文芸部を追い出され体育祭はボイコット

高校でも、できる教科とできない教科のギャップが激しく、卒業も危ぶまれるほどだったが、現代国語では学年1位を取るなどしていたこともあり、枡野いわく「先生たちも“こんなにできるものがあるなら、卒業させてあげよう”と思ったのではないか」という感じで卒業を果たした。その頃、彼が夢中になっていたのは詩集だった。

「詩人の川崎洋さんによるアンソロジーで、子ども向けに現代詩を集めた詩集があるのですが、それがすごく好きでした。谷川俊太郎さんもすごく好きだったので、サインを貰いに行ったりとか。谷川さんのお父さまが哲学者なんですけど、谷川さんは宇宙人っぽい視点で世界を見ているような感覚があって。

若干、難解な詩もあったりするんですけど、全てひらがなで書かれたものとか。そういうのも好きだったし、あとは詩人としての活動の広さですね。なんでもかんでも詩にしていく。詩人という肩書がありながら、いろいろ書いているのも好きです。実はずっとご近所で、ここにも来ていただいたことがあります」

高校時代は1年から文芸部、と言ってもほぼ枡野ひとりが活動し、ペンネームを変えただけで9割を自分で書いた雑誌を毎月発行していた。

「これが自分の人生を象徴する出来事だと思うんですが、最初は僕ひとりだった文芸部に、僕の活動を見て興味を持った人がどんどん入って、部員が増えてきたんですけど、今度はその新しく入ってきた部員たちと意見が合わなくなって、最終的に部をやめることになるんですよ。クーデターではないんですけど()。思い返すと、僕の人生ってこういうことが多いんですよ。もともと最初にいたのは僕だけど、盛り上がってきたら追い出される、みたいなことがたくさんあります。その最初ですね」

不良でもないのに成績不良者一覧に名前が載っていたという枡野。運動が苦手なことから、嫌いだった体育祭は練習からずっとサボり続けたという。
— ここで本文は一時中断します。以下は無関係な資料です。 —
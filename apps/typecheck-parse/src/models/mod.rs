//! Shared data models for parsed checker output.

pub mod result;

pub use result::ParseResult;

use crate::error::ModelError;
use serde::Serialize;
use std::fmt;

#[derive(Serialize, Debug, Clone, PartialEq, Eq)]
/// A position in a checked source file.
pub struct Location {
    pub file: String,
    pub line: u32,
    pub column: Option<u32>,
    pub end_line: Option<u32>,
    pub end_column: Option<u32>,
}

impl Location {
    pub fn new(file: impl Into<String>, line: u32) -> Self {
        Self {
            file: file.into(),
            line,
            column: None,
            end_line: None,
            end_column: None,
        }
    }

    pub fn with_column(mut self, column: u32) -> Self {
        self.column = Some(column);
        self
    }

    pub fn with_end(mut self, end_line: u32, end_column: u32) -> Self {
        self.end_line = Some(end_line);
        self.end_column = Some(end_column);
        self
    }
}

#[derive(Serialize, Debug, Clone, Copy, PartialEq, Eq, Hash)]
#[serde(rename_all = "lowercase")]
/// Message severity as printed by the checker.
pub enum Severity {
    Error,
    Warning,
    Note,
}

impl Severity {
    /// Parse a severity token (case-insensitive).
    pub fn from_token(token: &str) -> Option<Self> {
        match token.to_ascii_lowercase().as_str() {
            "error" => Some(Severity::Error),
            "warning" => Some(Severity::Warning),
            "note" => Some(Severity::Note),
            _ => None,
        }
    }

    pub fn as_str(&self) -> &'static str {
        match self {
            Severity::Error => "error",
            Severity::Warning => "warning",
            Severity::Note => "note",
        }
    }
}

impl fmt::Display for Severity {
    fn fmt(&self, f: &mut fmt::Formatter<'_>) -> fmt::Result {
        f.write_str(self.as_str())
    }
}

#[derive(Serialize, Debug, Clone, PartialEq, Eq)]
/// An error or warning, with the notes that followed it.
pub struct Diagnostic {
    location: Location,
    severity: Severity,
    message: String,
    code: Option<String>,
    notes: Vec<String>,
}

impl Diagnostic {
    /// Build a diagnostic. Fails for `Severity::Note`.
    pub fn new(
        location: Location,
        severity: Severity,
        message: impl Into<String>,
        code: Option<String>,
    ) -> Result<Self, ModelError> {
        if severity == Severity::Note {
            return Err(ModelError::NoteSeverity);
        }
        Ok(Self {
            location,
            severity,
            message: message.into(),
            code,
            notes: Vec::new(),
        })
    }

    pub fn location(&self) -> &Location {
        &self.location
    }

    pub fn severity(&self) -> Severity {
        self.severity
    }

    pub fn message(&self) -> &str {
        &self.message
    }

    pub fn code(&self) -> Option<&str> {
        self.code.as_deref()
    }

    pub fn notes(&self) -> &[String] {
        &self.notes
    }

    pub fn is_error(&self) -> bool {
        self.severity == Severity::Error
    }

    pub(crate) fn push_note(&mut self, note: String) {
        self.notes.push(note);
    }
}

#[derive(Serialize, Debug, Clone, PartialEq, Eq)]
/// A note with no diagnostic to attach to.
pub struct Note {
    location: Location,
    message: String,
}

impl Note {
    pub fn new(location: Location, message: impl Into<String>) -> Self {
        Self {
            location,
            message: message.into(),
        }
    }

    pub fn location(&self) -> &Location {
        &self.location
    }

    pub fn severity(&self) -> Severity {
        Severity::Note
    }

    pub fn message(&self) -> &str {
        &self.message
    }
}

#[derive(Serialize, Debug, Clone, PartialEq, Eq)]
/// A line that no matcher recognised.
pub struct ParseFailure {
    pub line_number: usize,
    pub line: String,
    pub reason: Option<String>,
    /// Position of the source output in a merged run; `None` for a single
    /// parse.
    #[serde(skip_serializing_if = "Option::is_none")]
    pub input: Option<usize>,
}

#[cfg(test)]
mod tests {
    use super::*;

    #[test]
    fn test_diagnostic_rejects_note_severity() {
        let err = Diagnostic::new(Location::new("a.py", 1), Severity::Note, "x", None);
        assert_eq!(err.unwrap_err(), ModelError::NoteSeverity);
    }

    #[test]
    fn test_diagnostic_accepts_error_and_warning() {
        for sev in [Severity::Error, Severity::Warning] {
            let d = Diagnostic::new(Location::new("a.py", 1), sev, "x", None).unwrap();
            assert_eq!(d.severity(), sev);
            assert!(d.notes().is_empty());
        }
    }

    #[test]
    fn test_location_builders() {
        let loc = Location::new("test.py", 42).with_column(13).with_end(43, 20);
        assert_eq!(loc.column, Some(13));
        assert_eq!(loc.end_line, Some(43));
        assert_eq!(loc.end_column, Some(20));
        let bare = Location::new("test.py", 42);
        assert!(bare.column.is_none() && bare.end_line.is_none());
    }

    #[test]
    fn test_severity_tokens() {
        assert_eq!(Severity::from_token("ERROR"), Some(Severity::Error));
        assert_eq!(Severity::from_token("note"), Some(Severity::Note));
        assert_eq!(Severity::from_token("fatal"), None);
        assert_eq!(Severity::Warning.to_string(), "warning");
    }

    #[test]
    fn test_diagnostic_serializes_lowercase_severity() {
        let mut d = Diagnostic::new(
            Location::new("test.py", 10).with_column(5),
            Severity::Error,
            "Test error",
            Some("test-error".into()),
        )
        .unwrap();
        d.push_note("Test note".into());
        let v = serde_json::to_value(&d).unwrap();
        assert_eq!(v["severity"], "error");
        assert_eq!(v["location"]["column"], 5);
        assert_eq!(v["code"], "test-error");
        assert_eq!(v["notes"][0], "Test note");
    }
}
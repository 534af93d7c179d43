//! Error types for configuration and model construction.
//!
//! Unparseable checker output is never an error: it is recorded as
//! `ParseFailure` data inside the result. Errors here are raised while a
//! configuration is being built, before any parsing happens.

use crate::patterns::LineKind;
use thiserror::Error;

#[derive(Debug, Error)]
pub enum ConfigError {
    #[error("invalid {kind} pattern: {source}")]
    InvalidPattern {
        kind: LineKind,
        #[source]
        source: regex::Error,
    },
    #[error("{kind} pattern is missing required named group `{group}`")]
    MissingGroup { kind: LineKind, group: &'static str },
    #[error("unknown preset '{0}' (expected minimal|full|detect)")]
    UnknownPreset(String),
    #[error("preset 'detect' needs a sample of checker output")]
    MissingSample,
    #[error("io error: {0}")]
    Io(#[from] std::io::Error),
    #[error("toml error: {0}")]
    Toml(#[from] toml::de::Error),
    #[error("yaml error: {0}")]
    Yaml(#[from] serde_yaml::Error),
}

#[derive(Debug, Clone, PartialEq, Eq, Error)]
pub enum ModelError {
    #[error("notes cannot be diagnostics; use a standalone note instead")]
    NoteSeverity,
}
impl ParserConfig {
    /// Output printed without column numbers.
    pub fn minimal() -> Self {
        Self {
            show_column_numbers: false,
            ..Default::default()
        }
    }

    /// Output with columns and end positions.
    pub fn full() -> Self {
        Self {
            show_column_numbers: true,
            show_error_end: true,
            ..Default::default()
        }
    }

    /// Propose a configuration from a sample of real output.
    ///
    /// Samples without any `file:line:` entry are inconclusive and yield
    /// the defaults.
    pub fn detect(sample: &str) -> Self {
        if !ENTRY_HINT.is_match(sample) {
            return Self::default();
        }
        let show_error_end = END_HINT.is_match(sample);
        Self {
            show_column_numbers: show_error_end || COLUMN_HINT.is_match(sample),
            show_error_end,
            show_error_codes: CODE_HINT.is_match(sample),
            ..Default::default()
        }
    }

    pub fn with_debug(mut self, debug: bool) -> Self {
        self.debug = debug;
        self
    }

    /// Install a validated override in the slot for its kind.
    pub fn with_custom(mut self, pattern: CustomPattern) -> Self {
        match pattern.kind() {
            LineKind::Diagnostic => self.diagnostic_pattern = Some(pattern),
            LineKind::Note => self.note_pattern = Some(pattern),
            LineKind::Summary => self.summary_pattern = Some(pattern),
        }
        self
    }

    pub fn with_diagnostic_pattern(self, pattern: &str) -> Result<Self, ConfigError> {
        Ok(self.with_custom(CustomPattern::new(LineKind::Diagnostic, pattern)?))
    }

    pub fn with_note_pattern(self, pattern: &str) -> Result<Self, ConfigError> {
        Ok(self.with_custom(CustomPattern::new(LineKind::Note, pattern)?))
    }

    pub fn with_summary_pattern(self, pattern: &str) -> Result<Self, ConfigError> {
        Ok(self.with_custom(CustomPattern::new(LineKind::Summary, pattern)?))
    }

    pub fn custom_pattern(&self, kind: LineKind) -> Option<&CustomPattern> {
        match kind {
            LineKind::Diagnostic => self.diagnostic_pattern.as_ref(),
            LineKind::Note => self.note_pattern.as_ref(),
            LineKind::Summary => self.summary_pattern.as_ref(),
        }
    }

    /// Resolve a named preset; `detect` needs a sample.
    pub fn from_preset(name: &str, sample: Option<&str>) -> Result<Self, ConfigError> {
        match name.trim().to_ascii_lowercase().as_str() {
            "default" => Ok(Self::default()),
            "minimal" => Ok(Self::minimal()),
            "full" => Ok(Self::full()),
            "detect" => sample.map(Self::detect).ok_or(ConfigError::MissingSample),
            other => Err(ConfigError::UnknownPreset(other.to_string())),
        }
    }
}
「体育祭に自分が参加すると迷惑かけちゃうし、練習にいると当日来なかったときに、もっと迷惑かけちゃうから。だったら、練習からいないものとして見てもらおうと思って、屋上で弁当を食べてました。いま思うと、ヤンキーとかじゃないのに、ことごとく反抗する僕を見て、先生も不思議だったと思います。

でも、そのときにサボることの喜びを感じたというか、縛られずに自由に動くことの喜びを知ってしまったんですよね。学校に講演会とかで呼んでもらったときに、この話をするんですけど、最初はすごく丁寧な校長とか教頭とかが、帰る頃は目も合わせてくれなくなります(笑)。なんてことを生徒に言ってるんだ!って」

▲この話は学校の講演会では受け入れられないですよね(笑)

大学をやめてギリギリの精神状態で創作活動

その後、枡野は専修大学の経営学部に合格する。

「これも小論文と英語だけの試験だったんです。英語ができたって印象はないので、よっぽど小論文がよかったんだと思います。でも、すぐに授業についていけなくなって……大学では文学研究会に入ってたんですが、そこは赤瀬川原平さんのファンが多くて。赤瀬川さんとは近所で、僕の妹と赤瀬川さんの娘さんが仲良しだったんです。

そんな縁もあって、赤瀬川さんを学祭の講演会に呼んで、そのチームの一員として立て看板を作ったり、小冊子を編集したり。あまりにものめり込み過ぎて、授業に出なくなって、大学をやめちゃったんです」

別の大学を再受験したが、うまくいかない。気づいたら、20歳の予備校生になっていた。

「高望みしてたんですかね、これは50を超えた今でも親不孝だったなと思います。大学に入って、そのままその道を進んでいくと思ったら、大学をやめて、そのまま就職せずに働いちゃってる。

ただ、その予備校時代に短歌がたくさんできたんですよ。別に誰から言われたわけじゃないんですけど、高校時代に雑誌を作ってたから文章は書いてたし、一応は予備校生だから、書く時間は電車に乗ってるときだけって決めていたんです。そうすると小説を書くほどの時間はないから、作詞をしたり、短歌を書いたり。自分の中で意識はなかったですけど、かなりギリギリの精神状態でしたね。あのときが一番、生命の危機を感じていたなと、今となっては思います」

予備校生としての生活は、枡野に何かしらの危機感を与えたようだ。その頃、書いた作詞はコンテストに送ると、たびたび1位に選ばれ、雑誌『現代詩手帖』でも、投稿したものはほぼ全て掲載される、という才能の片鱗を見せていた。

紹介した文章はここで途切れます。